Kira Behrens from the Heinrich Pette Institute, Leibniz Institute for Experimental Virology, Hamburg, Germany, and colleagues published an article ahead of print in The Journal of Experimental Medicine which investigated the effects of high expression levels of RUNX1 on the induction of AML and also explored the interaction between FLT3-ITD mutations and RUNX1.3
The key results of the study were:
- Mice transplanted with FLT3-ITD and RUNX1 transfected Hematopoietic Stem Cell and Progenitor Cells (HSPCs) developed AML compared to Myeloproliferative Neoplasm (MPN) development in mice transplanted with only FLT3-ITD transfected HSPCs
- In RUNX1 deficient HSPCs, there was a shorter latency and increased incidence of AML
- Treatment of MV4:11 cells (FLT3-ITD positive cell) with sunitinib (FLT3 inhibitor), reduced RUNX1 protein levels
- Mutant RUNX1 with altered Tyrosine (Tyr) phosphorylation sites in the Inhibitory Domain (ID) were not sensitive to sunitinib inhibition
- Inactivation of RUNX1 lead to an upregulation of genes involved in differentiation and a downregulation of genes involved in ribosome biogenesis
- Hhex gene expression increases upon activation of RUNX1
- Inhibition of FLT3-ITD with sunitinib blocks RUNX1-mediated Hhex expression
The findings of this study reveal that there is an uncharacterized synergy between RUNX1 and FLT3-ITD mutation in the induction of AML. In summation, RUNX1 can act as a tumor suppressor by suppressing the induction of AML, but after activation by FLT3-ITD (via the promotion of RUNX1 phosphorylation in the Tyr ID), and it can block differentiation via Hhex expression which promotes development of AML.

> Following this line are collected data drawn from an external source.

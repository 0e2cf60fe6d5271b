//! Logging and tracing setup for providers.
//!
//! All logs are written to **stderr**; stdout carries the plugin handshake line
//! and nothing else.
//!
//! # Quick Start
//!
//! ```ignore
//! use tfplug_framework::{serve, init_logging};
//!
//! #[tokio::main]
//! async fn main() -> Result<(), Box<dyn std::error::Error>> {
//!     init_logging();
//!     serve(MyProvider::default()).await?;
//!     Ok(())
//! }
//! ```
//!
//! # Environment Variables
//!
//! - `RUST_LOG`: full filter directives (e.g. `tfplug_framework=debug`)
//! - `TF_LOG`: level set by the host (`TRACE`, `DEBUG`, `INFO`, `WARN`, `ERROR`),
//!   used when `RUST_LOG` is not set

use tracing_subscriber::{fmt, prelude::*, EnvFilter};

/// Environment variable the host uses to request a log level.
pub const TF_LOG_ENV: &str = "TF_LOG";

/// Map a `TF_LOG` value to a filter directive.
///
/// `JSON` is accepted as an alias for `trace`. Unrecognized values yield `None`.
pub fn level_from_tf_log(value: &str) -> Option<&'static str> {
    match value.trim().to_ascii_uppercase().as_str() {
        "TRACE" | "JSON" => Some("trace"),
        "DEBUG" => Some("debug"),
        "INFO" => Some("info"),
        "WARN" => Some("warn"),
        "ERROR" => Some("error"),
        _ => None,
    }
}

fn build_filter(default_level: &str) -> EnvFilter {
    EnvFilter::try_from_default_env().unwrap_or_else(|_| {
        let level = std::env::var(TF_LOG_ENV)
            .ok()
            .and_then(|v| level_from_tf_log(&v))
            .unwrap_or(default_level);
        EnvFilter::new(level)
    })
}

fn try_init_with(default_level: &str) -> bool {
    tracing_subscriber::registry()
        .with(build_filter(default_level))
        .with(
            fmt::layer()
                .with_writer(std::io::stderr)
                .with_target(true)
                .with_thread_ids(false)
                .with_file(false)
                .with_line_number(false),
        )
        .try_init()
        .is_ok()
}

/// Initialize the default logging subscriber at `info`.
///
/// Does nothing if a global subscriber is already set.
pub fn init_logging() {
    try_init_with("info");
}

/// Initialize logging with a custom default level.
///
/// The default applies only when neither `RUST_LOG` nor `TF_LOG` is set.
pub fn init_logging_with_default(default_level: &str) {
    try_init_with(default_level);
}

/// Try to initialize logging, returning false if already initialized.
pub fn try_init_logging() -> bool {
    try_init_with("info")
}

#[cfg(test)]
mod tests {
    // The global subscriber can only be set once per process, so these tests
    // stick to the filter helpers.

    use super::*;

    #[test]
    fn test_env_filter_parsing() {
        assert!(EnvFilter::try_new("info").is_ok());
        assert!(EnvFilter::try_new("tfplug_framework=debug").is_ok());
        assert!(EnvFilter::try_new("warn,tfplug_framework=debug").is_ok());
    }

    #[test]
    fn test_tf_log_levels() {
        assert_eq!(level_from_tf_log("TRACE"), Some("trace"));
        assert_eq!(level_from_tf_log("debug"), Some("debug"));
        assert_eq!(level_from_tf_log(" WARN "), Some("warn"));
        assert_eq!(level_from_tf_log("JSON"), Some("trace"));
        assert_eq!(level_from_tf_log("verbose"), None);
        assert_eq!(level_from_tf_log(""), None);
    }
}
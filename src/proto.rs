//! Protocol buffer types for the plugin protocol.
//!
//! The types and the `Provider` service trait are generated at build time from
//! `proto/tfplugin.proto`. RPC messages are nested: `configure_provider::Request`,
//! `plan_resource_change::Response`, and so on.

tonic::include_proto!("tfplugin");

pub use provider_server::{Provider as ProviderRpc, ProviderServer};
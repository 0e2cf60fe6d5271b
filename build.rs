//! Build script for proto compilation.
//!
//! Generates the protocol types and the `Provider` gRPC service from
//! `proto/tfplugin.proto` into `OUT_DIR`. A vendored `protoc` is used so the
//! build does not depend on a system installation.

fn main() -> Result<(), Box<dyn std::error::Error>> {
    if std::env::var_os("PROTOC").is_none() {
        std::env::set_var("PROTOC", protoc_bin_vendored::protoc_bin_path()?);
    }

    tonic_prost_build::configure()
        .build_client(false)
        .build_server(true)
        .compile_protos(&["proto/tfplugin.proto"], &["proto"])?;

    println!("cargo:rerun-if-changed=proto/tfplugin.proto");

    Ok(())
}
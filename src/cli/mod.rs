//! Command-line parsing for the CO-OPS collector and regression fitter.
//!
//! The goal of this module is to keep **argument parsing** separate from
//! acquisition and modeling code. Station settings can also come from the
//! environment (or a `.env` file).

use std::path::PathBuf;

use clap::{Args, Parser, Subcommand};

use crate::domain::{Datum, StationConfig, Units};

/// Top-level CLI.
#[derive(Debug, Parser)]
#[command(name = "tidefit", version, about = "NOAA CO-OPS data collector and linear regression")]
pub struct Cli {
    #[command(subcommand)]
    pub command: Command,
}

/// CLI subcommands.
#[derive(Debug, Subcommand)]
pub enum Command {
    /// Collect wind, temperature, pressure and water level data from a start date to today.
    Collect(CollectArgs),
    /// Fit a linear model on a training artifact and print its R² on an evaluation artifact.
    Fit(FitArgs),
    /// Write a dataset artifact out as CSV.
    Export(ExportArgs),
}

#[derive(Debug, Args, Clone)]
pub struct CollectArgs {
    /// First day to collect, as YYYYMMDD. Also names the output artifact.
    #[arg(value_name = "START_DATE")]
    pub start_date: String,

    /// Directory the `<START_DATE>.pkl` artifact is written to.
    #[arg(long, default_value = ".", env = "TIDEFIT_OUT_DIR")]
    pub out_dir: PathBuf,

    #[command(flatten)]
    pub station: StationArgs,
}

/// Station and request settings.
#[derive(Debug, Args, Clone)]
pub struct StationArgs {
    /// CO-OPS station id.
    #[arg(long = "station", default_value = StationConfig::DEFAULT_STATION, env = "TIDEFIT_STATION")]
    pub station_id: String,

    /// Data getter endpoint.
    #[arg(long, default_value = StationConfig::DEFAULT_BASE_URL, env = "TIDEFIT_BASE_URL")]
    pub base_url: String,

    /// Unit system for reported values.
    #[arg(long, value_enum, default_value_t = Units::Metric, env = "TIDEFIT_UNITS")]
    pub units: Units,

    /// Vertical datum for water levels.
    #[arg(long, value_enum, default_value_t = Datum::Msl, env = "TIDEFIT_DATUM")]
    pub datum: Datum,

    /// Application tag sent with each request.
    #[arg(long, default_value = StationConfig::DEFAULT_APPLICATION, env = "TIDEFIT_APPLICATION")]
    pub application: String,
}

impl From<StationArgs> for StationConfig {
    fn from(args: StationArgs) -> Self {
        StationConfig {
            base_url: args.base_url,
            station_id: args.station_id,
            units: args.units,
            datum: args.datum,
            application: args.application,
        }
    }
}

#[derive(Debug, Args, Clone)]
pub struct FitArgs {
    /// Training artifact; its last column is the target.
    #[arg(value_name = "TRAIN")]
    pub train: PathBuf,

    /// Evaluation artifact scored with R².
    #[arg(long = "eval", value_name = "PATH", default_value = "20120101.pkl", env = "TIDEFIT_EVAL")]
    pub eval: PathBuf,
}

#[derive(Debug, Args, Clone)]
pub struct ExportArgs {
    /// Artifact to export.
    #[arg(value_name = "ARTIFACT")]
    pub artifact: PathBuf,

    /// Destination CSV file.
    #[arg(long, value_name = "CSV")]
    pub out: PathBuf,
}
use crate::domain::Dataset;

/// Drop every row that has a missing (NaN) value in any column.
pub fn sanitize(data: &Dataset) -> Dataset {
    data.filter_rows(|row| row.iter().all(|v| !v.is_nan()))
}
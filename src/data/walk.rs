//! Date-window walk from a start date up to today.

use chrono::{Duration, NaiveDate};

use crate::data::assemble::{Assembled, assemble};
use crate::data::coops::ProductSource;
use crate::data::error::AcquireError;
use crate::data::sanitize::sanitize;
use crate::domain::{COLUMN_COUNT, Dataset, DateWindow, MAX_WINDOW_DAYS, StationConfig};

/// Partition `[start, today]` into consecutive windows of at most
/// `MAX_WINDOW_DAYS` days.
///
/// Each window starts the day after the previous one ends; the last one ends on
/// `today`.
pub fn plan_windows(start: NaiveDate, today: NaiveDate) -> Result<Vec<DateWindow>, AcquireError> {
    if start > today {
        return Err(AcquireError::StartInFuture { start, today });
    }

    let mut windows = Vec::new();
    let mut begin = start;
    loop {
        let end = (begin + Duration::days(MAX_WINDOW_DAYS)).min(today);
        windows.push(DateWindow { begin, end });
        if end == today {
            break;
        }
        begin = end + Duration::days(1);
    }
    Ok(windows)
}

/// Assemble every window from `start` to `today` and stack the successful ones.
///
/// Skipped windows contribute no rows. Rows with a missing value are dropped
/// from the final result.
pub fn collect<S: ProductSource + ?Sized>(
    source: &S,
    station: &StationConfig,
    start: NaiveDate,
    today: NaiveDate,
) -> Result<Dataset, AcquireError> {
    let windows = plan_windows(start, today)?;
    let mut acc = Dataset::empty(COLUMN_COUNT);

    for window in windows {
        tracing::info!("Now gathering data from {window}...");
        match assemble(source, station, window)? {
            Assembled::Complete(rows) => {
                tracing::debug!(rows = rows.nrows(), "window assembled");
                // Assembled windows always carry COLUMN_COUNT columns.
                if let Err(e) = acc.append(&rows) {
                    tracing::warn!(%window, "dropping window: {e}");
                }
            }
            Assembled::Skipped(reason) => {
                tracing::warn!(%window, "skipping window: {reason}");
            }
        }
        tracing::info!("Done, {} total data rows", acc.nrows());
    }

    let clean = sanitize(&acc);
    let dropped = acc.nrows() - clean.nrows();
    if dropped > 0 {
        tracing::info!(dropped, "removed rows with missing values");
    }
    Ok(clean)
}

#[cfg(test)]
mod tests {
    use super::*;
    use crate::data::testing::{CannedSource, date, midnight};
    use crate::domain::Product;

    #[test]
    fn windows_are_bounded_contiguous_and_cover_the_range() {
        let start = date(2012, 1, 1);
        let today = date(2012, 12, 31);
        let windows = plan_windows(start, today).unwrap();

        assert_eq!(windows.first().unwrap().begin, start);
        assert_eq!(windows.last().unwrap().end, today);
        for w in &windows {
            assert!(w.begin <= w.end);
            assert!(w.span_days() <= MAX_WINDOW_DAYS);
        }
        for pair in windows.windows(2) {
            assert_eq!(pair[1].begin, pair[0].next_begin());
        }

        let covered: i64 = windows.iter().map(|w| w.span_days() + 1).sum();
        assert_eq!(covered, (today - start).num_days() + 1);
    }

    #[test]
    fn first_window_spans_thirty_days() {
        let windows = plan_windows(date(2012, 1, 1), date(2012, 3, 1)).unwrap();
        assert_eq!(
            windows,
            vec![
                DateWindow { begin: date(2012, 1, 1), end: date(2012, 1, 31) },
                DateWindow { begin: date(2012, 2, 1), end: date(2012, 3, 1) },
            ]
        );
    }

    #[test]
    fn start_equal_to_today_is_a_single_day() {
        let d = date(2020, 6, 15);
        assert_eq!(plan_windows(d, d).unwrap(), vec![DateWindow { begin: d, end: d }]);
    }

    #[test]
    fn start_after_today_is_rejected() {
        let err = plan_windows(date(2030, 1, 1), date(2020, 1, 1)).unwrap_err();
        assert!(matches!(err, AcquireError::StartInFuture { .. }));
    }

    #[test]
    fn collect_sums_aligned_rows_of_every_window() {
        let today = date(2012, 3, 1);
        let w1 = midnight(date(2012, 1, 1));
        let w2 = midnight(date(2012, 2, 1));
        let source = CannedSource::new()
            .with_full_window(date(2012, 1, 1), &[w1, w1 + 120, w1 + 360, w1 + 720])
            .with_full_window(date(2012, 2, 1), &[w2, w2 + 360]);

        let data = collect(&source, &StationConfig::default(), date(2012, 1, 1), today).unwrap();
        assert_eq!(data.ncols(), COLUMN_COUNT);
        assert_eq!(data.nrows(), 3 + 2);
        // Chronological order: the first row of the second window follows the first window.
        assert_eq!(data.row(3)[0], 3.0);
    }

    #[test]
    fn window_without_water_level_contributes_nothing() {
        let today = date(2012, 3, 1);
        let w1 = midnight(date(2012, 1, 1));
        let w2 = midnight(date(2012, 2, 1));
        let source = CannedSource::new()
            .with_full_window(date(2012, 1, 1), &[w1, w1 + 360])
            .with(
                Product::WaterLevel,
                date(2012, 1, 1),
                "Error: No data was found. This product may not be offered at this station at the requested time.".to_string(),
            )
            .with_full_window(date(2012, 2, 1), &[w2, w2 + 360, w2 + 720]);

        let data = collect(&source, &StationConfig::default(), date(2012, 1, 1), today).unwrap();
        assert_eq!(data.nrows(), 3);
    }

    #[test]
    fn first_window_without_data_starts_from_empty() {
        let today = date(2012, 3, 1);
        let w2 = midnight(date(2012, 2, 1));
        let source = CannedSource::new().with_full_window(date(2012, 2, 1), &[w2]);

        let data = collect(&source, &StationConfig::default(), date(2012, 1, 1), today).unwrap();
        assert_eq!(data.nrows(), 1);
        assert_eq!(data.ncols(), COLUMN_COUNT);
    }

    #[test]
    fn no_data_anywhere_yields_empty_dataset() {
        let data = collect(
            &CannedSource::new(),
            &StationConfig::default(),
            date(2012, 1, 1),
            date(2012, 1, 10),
        )
        .unwrap();
        assert!(data.is_empty());
        assert_eq!(data.ncols(), COLUMN_COUNT);
    }

    #[test]
    fn rows_with_missing_values_are_removed() {
        let begin = date(2012, 1, 1);
        let t0 = midnight(begin);
        let epochs = [t0, t0 + 360];
        let body = "Date Time, Air Pressure, X, N, R\n2012-01-01 00:00,,0,0,0\n2012-01-01 00:06,1012.5,0,0,0\n";
        let source = CannedSource::new()
            .with_full_window(begin, &epochs)
            .with(Product::AirPressure, begin, body.to_string());

        let data = collect(&source, &StationConfig::default(), begin, date(2012, 1, 5)).unwrap();
        assert_eq!(data.nrows(), 1);
        assert_eq!(data.row(0)[6], 1012.5);
    }
}
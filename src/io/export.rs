//! Export a dataset artifact to CSV.
//!
//! The export is meant to be easy to consume in spreadsheets or downstream scripts.

use std::path::Path;

use crate::domain::{COLUMN_NAMES, Dataset};
use crate::error::AppError;

/// Header for a dataset of `ncols` columns.
///
/// Assembled datasets get their real column names; anything else gets `col_N`.
pub fn header_for(ncols: usize) -> Vec<String> {
    if ncols == COLUMN_NAMES.len() {
        COLUMN_NAMES.iter().map(|s| s.to_string()).collect()
    } else {
        (0..ncols).map(|i| format!("col_{i}")).collect()
    }
}

/// Write all rows of `data` to a CSV file with a header row.
pub fn write_dataset_csv(path: &Path, data: &Dataset) -> Result<(), AppError> {
    let mut writer = csv::Writer::from_path(path).map_err(|e| {
        AppError::new(2, format!("Failed to create export CSV '{}': {e}", path.display()))
    })?;

    writer
        .write_record(header_for(data.ncols()))
        .map_err(|e| AppError::new(2, format!("Failed to write export CSV header: {e}")))?;

    for row in data.rows() {
        writer
            .write_record(row.iter().map(|v| v.to_string()))
            .map_err(|e| AppError::new(2, format!("Failed to write export CSV row: {e}")))?;
    }

    writer
        .flush()
        .map_err(|e| AppError::new(2, format!("Failed to flush export CSV: {e}")))?;

    Ok(())
}

#[cfg(test)]
mod tests {
    use super::*;

    #[test]
    fn assembled_width_gets_named_columns() {
        assert_eq!(header_for(8)[0], "wind_speed");
        assert_eq!(header_for(8)[7], "water_level");
        assert_eq!(header_for(2), vec!["col_0", "col_1"]);
    }

    #[test]
    fn writes_header_and_rows() {
        let dir = tempfile::tempdir().unwrap();
        let path = dir.path().join("out.csv");
        let data = Dataset::from_row_major(2, vec![1.0, 2.5, 3.0, 4.0]).unwrap();

        write_dataset_csv(&path, &data).unwrap();
        let text = std::fs::read_to_string(&path).unwrap();
        assert_eq!(text, "col_0,col_1\n1,2.5\n3,4\n");
    }
}
use crate::data::AcquireError;
use crate::io::ArtifactError;
use crate::models::FitError;

/// Error reported by the binary: a message plus the process exit code.
///
/// Exit codes: `2` for bad input (arguments, files), `4` for acquisition and
/// fitting failures.
#[derive(Clone)]
pub struct AppError {
    exit_code: u8,
    message: String,
}

impl AppError {
    pub fn new(exit_code: u8, message: impl Into<String>) -> Self {
        Self {
            exit_code,
            message: message.into(),
        }
    }

    pub fn exit_code(&self) -> u8 {
        self.exit_code
    }
}

impl std::fmt::Display for AppError {
    fn fmt(&self, f: &mut std::fmt::Formatter<'_>) -> std::fmt::Result {
        write!(f, "{}", self.message)
    }
}

impl std::fmt::Debug for AppError {
    fn fmt(&self, f: &mut std::fmt::Formatter<'_>) -> std::fmt::Result {
        f.debug_struct("AppError")
            .field("exit_code", &self.exit_code)
            .field("message", &self.message)
            .finish()
    }
}

impl std::error::Error for AppError {}

impl From<AcquireError> for AppError {
    fn from(err: AcquireError) -> Self {
        let code = match err {
            AcquireError::StartInFuture { .. } => 2,
            _ => 4,
        };
        AppError::new(code, err.to_string())
    }
}

impl From<ArtifactError> for AppError {
    fn from(err: ArtifactError) -> Self {
        AppError::new(2, err.to_string())
    }
}

impl From<FitError> for AppError {
    fn from(err: FitError) -> Self {
        AppError::new(4, format!("Regression failed: {err}"))
    }
}
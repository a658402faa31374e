//! In-memory CO-OPS responses for tests.

use std::cell::RefCell;
use std::collections::HashMap;

use chrono::{DateTime, NaiveDate};

use crate::data::coops::{NO_DATA_SENTINEL, ProductRequest, ProductSource};
use crate::data::error::AcquireError;
use crate::domain::{DateWindow, Product};

/// Answers queries from a table keyed by product and window start.
///
/// Unknown queries get the no-data sentinel.
#[derive(Default)]
pub struct CannedSource {
    bodies: HashMap<(Product, NaiveDate), String>,
    pub calls: RefCell<Vec<(Product, DateWindow)>>,
}

impl CannedSource {
    pub fn new() -> Self {
        Self::default()
    }

    pub fn with(mut self, product: Product, begin: NaiveDate, body: String) -> Self {
        self.bodies.insert((product, begin), body);
        self
    }

    /// Register consistent responses for every product of a window.
    pub fn with_full_window(mut self, begin: NaiveDate, epochs: &[i64]) -> Self {
        self.bodies.insert((Product::Wind, begin), wind_csv(epochs));
        for product in Product::SCALARS {
            self.bodies
                .insert((product, begin), scalar_csv(product, epochs));
        }
        self
    }
}

impl ProductSource for CannedSource {
    fn fetch_body(&self, request: &ProductRequest<'_>) -> Result<String, AcquireError> {
        self.calls
            .borrow_mut()
            .push((request.product, request.window));
        Ok(self
            .bodies
            .get(&(request.product, request.window.begin))
            .cloned()
            .unwrap_or_else(|| format!("{NO_DATA_SENTINEL}. No data for this request.")))
    }
}

pub fn date(y: i32, m: u32, d: u32) -> NaiveDate {
    NaiveDate::from_ymd_opt(y, m, d).unwrap()
}

/// Epoch seconds of midnight UTC on `day`.
pub fn midnight(day: NaiveDate) -> i64 {
    day.and_hms_opt(0, 0, 0).unwrap().and_utc().timestamp()
}

fn stamp(epoch: i64) -> String {
    DateTime::from_timestamp(epoch, 0)
        .unwrap()
        .format("%Y-%m-%d %H:%M")
        .to_string()
}

pub fn wind_csv(epochs: &[i64]) -> String {
    let mut out = String::from("Date Time, Speed, Direction, Direction, Gust, X, R\n");
    for (i, ts) in epochs.iter().enumerate() {
        let i = i as f64;
        out.push_str(&format!(
            "{},{:.2},{:.2},NE,{:.2},0,0\n",
            stamp(*ts),
            3.0 + i,
            45.0,
            5.0 + i
        ));
    }
    out
}

/// Value written for `product` at sample index `i`.
pub fn scalar_value(product: Product, i: usize) -> f64 {
    let base = match product {
        Product::Wind => 0.0,
        Product::AirTemperature => 10.0,
        Product::WaterTemperature => 8.0,
        Product::AirPressure => 1000.0,
        Product::WaterLevel => 0.5,
    };
    base + i as f64 * 0.25
}

pub fn scalar_csv(product: Product, epochs: &[i64]) -> String {
    let mut out = String::from("Date Time, Value, X, N, R\n");
    for (i, ts) in epochs.iter().enumerate() {
        out.push_str(&format!(
            "{},{},0,0,0\n",
            stamp(*ts),
            scalar_value(product, i)
        ));
    }
    out
}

The authors highlighted that their study is the first to demonstrate the dual tumor suppressor and oncogenic function of RUNX1 in AML. Behrens et al. concluded by stating that “therapies that can reverse this differentiation block will offer significant therapeutic efficacy in AML patients with FLT3-ITD mutations”. Furthermore, they noted that ablation of RUNX1 has a selective toxicity for leukemic stem cells but not normal HSPCs thus suggesting that inhibition of RUNX1 in combination with FLT3 inhibitors might be an effective therapeutic strategy for AML patients.
Acute myeloid leukemia (AML) is induced by the cooperative action of deregulated genes that perturb self-renewal, proliferation, and differentiation. Internal tandem duplications (ITDs) in the FLT3 receptor tyrosine kinase are common mutations in AML, confer poor prognosis, and stimulate myeloproliferation. AML patient samples with FLT3-ITD express high levels of RUNX1, a transcription factor with known tumor-suppressor function. In this study, to understand this paradox, we investigated the impact of RUNX1 and FLT3-ITD coexpression. FLT3-ITD directly impacts on RUNX1 activity, whereby up-regulated and phosphorylated RUNX1 cooperates with FLT3-ITD to induce AML. Inactivating RUNX1 in tumors releases the differentiation block and down-regulates genes controlling ribosome biogenesis. We identified Hhex as a direct target of RUNX1 and FLT3-ITD stimulation and confirmed high HHEX expression in FLT3-ITD AMLs. HHEX could replace RUNX1 in cooperating with FLT3-ITD to induce AML. These results establish and elucidate the unanticipated oncogenic function of RUNX1 in AML. We predict that blocking RUNX1 activity will greatly enhance current therapeutic approaches using FLT3 inhibitors.